Snowden



Oliver Stone’s dramatization of NSA whistleblower Edward Snowden humanizes him, but adds nothing new to the public discourse. The events regarding Snowden‘s flight from the US with a trove of top secret intelligence has already been told in Laura Poitras’s Oscar winning documentary, Citizenfour. Snowden‘s greatest strength is the portrayal of the long relationship between Edward Snowden (Joseph Gordon-Levitt) and his girlfriend, Lindsay Mills (Shailene Woodley). Stone views Snowden as a hero. He depicts him as such, a noble American shedding light on the vast overreach of a government run amok. Others see Snowden as a traitor that endangered his country’s intelligence apparatus. I’ll leave politics out of this review and judge the film purely on its artistic merits.

The film opens with Edward Snowden in basic training. His stint in the army was cut short by a severe leg injury. Unsure of what to do next, Snowden followed his strength, computer programming and diehard patriotism. He ended up at the CIA, where his skills were recognized and groomed. During this period, the dry, bookish Edward Snowden meets the beautiful, free-spirited Lindsay Mills on a geek dating website. Their romance flourishes along with his career. Snowden and Mills move in together. She accompanies him on his assignments abroad. As Snowden moves up in the intelligence world, he becomes alarmed at the scope of the government’s surveillance into the lives of ordinary citizens. He decides to take action. Stealing his beloved country’s greatest secrets and clandestinely meeting with journalists in Hong Kong.

The US intelligence agencies are viewed through a fairly narrow scope. Snowden is alarmed by their capability and actions in collecting private data from ordinary citizens surreptitiously, without the consent of judicial review. He’s mortified by the drone strikes that kill innocents along with their purported targets. The film dwells heavily on these scenes. What it does not do is show any circumstance where intelligence saved lives or thwarted terrorist attacks. It’s an entirely skewed presentation. From watching Snowden, the audience would infer that the only thing intelligence agencies did is kill indiscriminately and snoop into your computer.
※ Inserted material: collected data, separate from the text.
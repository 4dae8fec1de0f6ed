//! # gridnav: Navigation Grids and Tactical Pathfinding
//!
//! Grid-based navigation for RTS-style maps: converts static map data
//! (elevation samples, water polygons, immobile structures) into a
//! discretized navigability grid, computes cost-aware paths between world
//! positions respecting per-unit movement capabilities, and drives per-tick
//! path following for each moving entity.
//!
//! ## Features
//!
//! - **Four-pass grid builder**: water polygons, cliff thresholds, a
//!   two-cell pinch skirt around cliffs, and structure footprint stamping
//! - **Cost-aware A\***: terrain penalties, corner-cutting prevention,
//!   direction-change bias, nearest-passable-cell goal fallback, and a
//!   node-expansion ceiling bounding worst-case latency
//! - **String-pulling smoother**: minimal straight-segment polylines that
//!   preserve the search's own passability guarantees
//! - **Path-following executor**: waypoint advancement with overshoot
//!   clamping and filtered terrain-height tracking
//!
//! ## Quick Start
//!
//! ```rust
//! use gridnav::{
//!     build_navigation_grid, request_path, BuilderConfig, HeightMap, Mover,
//!     MoverClass, MoverConfig, MovementProfile, WorldPoint,
//! };
//!
//! // Build the grid once per map load
//! let heights = HeightMap::flat(16, 16, 10.0, 0.0);
//! let grid = build_navigation_grid(&heights, &[], &[], &BuilderConfig::default());
//!
//! // Request a path and hand it to a mover
//! let profile = MovementProfile::for_class(MoverClass::Vehicle);
//! let mut tank = Mover::new(MoverClass::Vehicle, 5.0, 0.0, 5.0, 12.0);
//! if let Some(path) = request_path(
//!     &grid,
//!     WorldPoint::new(5.0, 5.0),
//!     WorldPoint::new(145.0, 145.0),
//!     &profile,
//! ) {
//!     tank.assign_path(path);
//! }
//!
//! // Drive the executor once per simulation tick
//! tank.advance(&heights, &MoverConfig::default(), 1.0 / 30.0);
//! assert!(tank.is_moving());
//! ```
//!
//! ## Architecture
//!
//! Data flows one way:
//!
//! ```text
//! HeightSource + WaterRegion + StaticObject
//!                 |
//!                 v
//!      build_navigation_grid          MovementProfile::for_class
//!                 |                              |
//!                 v                              v
//!          NavigationGrid  <------------  PathPlanner (A*)
//!           (read-only)                          |
//!                                                v
//!                                          string_pull
//!                                                |
//!                                                v
//!                                       Mover::advance per tick
//! ```
//!
//! The grid is immutable after construction; any change to the static world
//! rebuilds it from scratch. Searches only read the grid, so a concurrent
//! host publishes rebuilds by swapping an `Arc<NavigationGrid>`.
//!
//! ## Modules
//!
//! - [`core`]: Fundamental types ([`GridCoord`], [`WorldPoint`], [`TerrainType`])
//! - [`sources`]: Collaborator interfaces the builder consumes
//! - [`grid`]: Grid storage and the four-pass builder
//! - [`profile`]: Per-class movement capabilities
//! - [`pathfinding`]: A* search and string-pulling smoothing
//! - [`movement`]: Per-tick path-following executor
//! - [`config`]: Unified TOML configuration

pub mod config;
pub mod core;
pub mod error;
pub mod grid;
pub mod movement;
pub mod pathfinding;
pub mod profile;
pub mod sources;

pub use config::NavConfig;
pub use core::{GridCoord, TerrainType, WorldPoint};
pub use error::{NavError, Result};
pub use grid::{build_navigation_grid, BuilderConfig, CellCounts, NavigationGrid};
pub use movement::{Mover, MoverConfig, MoverState};
pub use pathfinding::{request_path, AStarConfig, PathFailure, PathPlanner, PathResult};
pub use profile::{MoverClass, MovementProfile};
pub use sources::{HeightMap, HeightSource, ObjectKind, StaticObject, WaterKind, WaterRegion};
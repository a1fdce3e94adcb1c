//! Error types for playlist management

use thiserror::Error;

/// Playlist errors
///
/// Every operation that returns one of these leaves the playlist untouched.
#[derive(Debug, Clone, PartialEq, Eq, Error)]
pub enum PlaylistError {
    /// Position-based access on a playlist with no tracks
    #[error("Playlist is empty!")]
    Empty,

    /// Position outside `[-len, len)`
    #[error("Position is out of range: {index} (playlist has {len} tracks)")]
    IndexOutOfRange { index: isize, len: usize },

    /// Selector that is neither an integer index nor a range
    #[error("Indices must be integers or ranges: {0:?}")]
    InvalidSelector(String),

    /// Unknown repeat mode token
    #[error("Unknown repeat mode: {0:?}! Allowed: off|all|one.")]
    InvalidRepeatMode(String),
}

/// Result type for playlist operations
pub type Result<T> = std::result::Result<T, PlaylistError>;
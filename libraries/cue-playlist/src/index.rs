//! Position normalization and selectors
//!
//! Every position-based operation goes through [`normalize_index`], so
//! negative positions (counted from the end) and bounds errors behave the
//! same for `get`, `remove` and `move`.

use crate::error::{PlaylistError, Result};
use std::str::FromStr;

/// Normalize a possibly negative position against `len`
///
/// Returns the non-negative position in `[0, len)`.
///
/// # Errors
/// * `Empty` - `len` is zero
/// * `IndexOutOfRange` - `pos` is outside `[-len, len)`
pub fn normalize_index(pos: isize, len: usize) -> Result<usize> {
    if len == 0 {
        return Err(PlaylistError::Empty);
    }

    let out_of_range = PlaylistError::IndexOutOfRange { index: pos, len };
    let signed_len = isize::try_from(len).map_err(|_| out_of_range.clone())?;

    if !(-signed_len..signed_len).contains(&pos) {
        return Err(out_of_range);
    }

    let normalized = if pos < 0 { pos + signed_len } else { pos };
    usize::try_from(normalized).map_err(|_| out_of_range)
}

/// Canonical-order access key
///
/// Parsed from text as either an integer (`3`, `-1`) or a range in
/// `start:stop:step` form where every part is optional (`1:3`, `:2`, `::-1`).
#[derive(Debug, Clone, Copy, PartialEq, Eq)]
pub enum Selector {
    /// Single position, negative counts from the end
    Index(isize),

    /// Stepped range with clamped bounds
    Range {
        start: Option<isize>,
        stop: Option<isize>,
        step: isize,
    },
}

impl Selector {
    /// Range covering every position
    pub fn full() -> Self {
        Selector::Range {
            start: None,
            stop: None,
            step: 1,
        }
    }

    /// Build a range selector, rejecting a zero step
    pub fn range(start: Option<isize>, stop: Option<isize>, step: isize) -> Result<Self> {
        if step == 0 {
            return Err(PlaylistError::InvalidSelector(
                "range step cannot be zero".to_string(),
            ));
        }
        Ok(Selector::Range { start, stop, step })
    }
}

impl From<isize> for Selector {
    fn from(pos: isize) -> Self {
        Selector::Index(pos)
    }
}

impl FromStr for Selector {
    type Err = PlaylistError;

    fn from_str(text: &str) -> Result<Self> {
        let text = text.trim();
        let invalid = || PlaylistError::InvalidSelector(text.to_string());

        if !text.contains(':') {
            return text.parse::<isize>().map(Selector::Index).map_err(|_| invalid());
        }

        let parts: Vec<&str> = text.split(':').collect();
        if parts.len() > 3 {
            return Err(invalid());
        }

        let bound = |part: &str| -> Result<Option<isize>> {
            let part = part.trim();
            if part.is_empty() {
                Ok(None)
            } else {
                part.parse::<isize>().map(Some).map_err(|_| invalid())
            }
        };

        let start = bound(parts[0])?;
        let stop = bound(parts[1])?;
        let step = match parts.get(2) {
            Some(part) => bound(part)?.unwrap_or(1),
            None => 1,
        };

        Selector::range(start, stop, step)
    }
}

/// Resolve a range against `len` into concrete positions
///
/// Bounds are clamped rather than rejected; a negative step walks backwards.
pub(crate) fn resolve_range(
    start: Option<isize>,
    stop: Option<isize>,
    step: isize,
    len: usize,
) -> Vec<usize> {
    let Ok(len) = isize::try_from(len) else {
        return Vec::new();
    };
    if step == 0 {
        return Vec::new();
    }

    let clamp = |value: isize, low: isize, high: isize| {
        let value = if value < 0 { value + len } else { value };
        value.clamp(low, high)
    };

    let mut positions = Vec::new();
    if step > 0 {
        let start = start.map_or(0, |s| clamp(s, 0, len));
        let stop = stop.map_or(len, |s| clamp(s, 0, len));
        let mut i = start;
        while i < stop {
            positions.push(i.unsigned_abs());
            match i.checked_add(step) {
                Some(next) => i = next,
                None => break,
            }
        }
    } else {
        let start = start.map_or(len - 1, |s| clamp(s, -1, len - 1));
        let stop = stop.map_or(-1, |s| clamp(s, -1, len - 1));
        let mut i = start;
        while i > stop {
            positions.push(i.unsigned_abs());
            match i.checked_add(step) {
                Some(next) => i = next,
                None => break,
            }
        }
    }
    positions
}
Oliver Stone portrays Snowden as the man who had it all. Then gave it up because he was morally obligated to. Snowden was stationed in paradise, made tons of money, had a loving relationship. Others before him that questioned authority through government channels were severely rebuked or criminally charged. He had no choice but to copy everything and make a run for it. It was his duty as a concerned citizen. Alas this is not a black and white world. Stone’s view of Snowden‘s treasonous activities is romantic to say the least. Snowden, who by all means is hyper-intelligent and calculating, is never seen reasoning through his actions. He makes a bold move and the rest is history.

Coming from Open Road Films, the film shows the events in Hong Kong, but does not discuss how he ended up in Russia. Snowden‘s limbo in the Moscow airport mesmerized the world after he went public. It’s strange to me that this time, along with how he was granted asylum is never depicted. This goes to the heart of what some consider to be Snowden‘s hypocrisy. Here is a man criticizing America’s actions, while hiding out under the protection of the iron-fisted Vladimir Putin in Moscow. Snowden addresses this somewhat by saying his passport to South America had been rebuked by the US State Department. His critics aren’t convinced.

In summary, Snowden is a love song. It doesn’t view Edward Snowden in any critical light. It tells his story the way he and Oliver Stone want it to be told, and it’s not clear how audiences will respond to that in terms of the movie’s box office. The acting is good. Joseph Gordon-Levitt and Shailene Woodley are capable players as always. Snowden leaves a lot untouched. It has a point of view, speaks clearly to it, but is decidedly unbalanced otherwise. Edward Snowden did bring a great deal of change to the way government collects data on ordinary citizens. The question still remains if it was done the right way and how damaging the leak was to the US intelligence system.